Vista desde las
alturas, Lijiang parece una ciudad de cuento. Los tejados grises y uniformes de
sus bellas casas de piedra, con las altas montañas al fondo, le otorgan una
consistencia etérea, como si hubiera surgido de un sueño. Cuando desciendes a la
ciudad, al atardecer, esperas que el sueño se prolongue, pero no tarda en
convertirse en una especie de pesadilla. Lijiang, una de las ciudades más bien
conservadas de la provincia de Yunnan, con sus calles empedradas sin coches y
sus más de trescientos puentes de piedra, ha sido tomada por masas turísticas que
la han convertido en un parque temático. Me cuentan que la UNESCO la declaró
Patrimonio de la Humanidad
en 1997, pero en vista de los desastre del turismo, se está planteando
retirarle el honor. No me extraña.
Con Lijiang
sucede en buena parte lo que escribió Paul Theroux: “Cuando un lugar adquiere
fama de paraíso, sé que no tardará en convertirse en un infierno”. Las casas y
tiendas tradicionales se Lijiang se han convertido en tiendas dedicadas a los
numerosos turistas; y las antiguas casas que se asoman a los canales han sido
invadidas por una música estridente que invade toda la ciudad. Es una pena,
pero la ciudad de los sueños no tarda en agobiar al viajero.
Cuando nace el
día, cuando la fiebre consumista aún no se ha apoderado de Lijiang, es un buen
momento para hacer las paces con la ciudad. Las calles están vacías y las
tiendas cerradas, y el agua de los canales contribuye a pregonar la calma. En
la plaza bailan unos viejos naxi, la etnia local, y el mercado vibra con
productos exóticos.

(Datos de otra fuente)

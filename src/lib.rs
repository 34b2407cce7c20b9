//! # scent-robot
//!
//! Simulates robots driven across a bounded rectangular grid by `L`/`R`/`F`
//! instruction strings.
//!
//! A robot that steps off the grid is reported `LOST` and leaves a *scent* at
//! the cell it stepped onto. Later robots in the same run refuse any forward
//! move onto a scented cell, so they cannot fall off at that point.
//!
//! Input is line oriented: a grid size line, then pairs of pose and
//! instruction lines. [`InputStateMachine`] consumes it one line at a time and
//! [`run`] wires it to a reader and writer.
//!
//! ```
//! use scent_robot::{InterpreterConfig, OutputFormat, run};
//!
//! let input = "5 3\n1 1 E\nRFRFRFRF\n3 2 N\nFRRFLLFFRRFLL\n0 3 W\nLLFFFLFLFL\n";
//! let mut out = Vec::new();
//! run(input.as_bytes(), &mut out, InterpreterConfig::default(), OutputFormat::Text).unwrap();
//! assert_eq!(String::from_utf8(out).unwrap(), "1 1 E\n3 3 N LOST\n2 3 S\n");
//! ```

pub mod error;
pub mod grid;
pub mod interpreter;
pub mod robot;
pub mod runner;

pub use error::*;
pub use grid::*;
pub use interpreter::*;
pub use robot::*;
pub use runner::*;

Un poco más allá, en el Jade Spring Park, el murmullo de
las fuentes, el agua reposada y los templos contribuyen a recuperar la calma y
a hacer las paces con Linjiang, una ciudad que Peter Goullart describió hace
años en Forgotten Kingdom, un libro delicioso que nos devuelve a un pasado en
el que todavía no existía el llamado turismo de masas.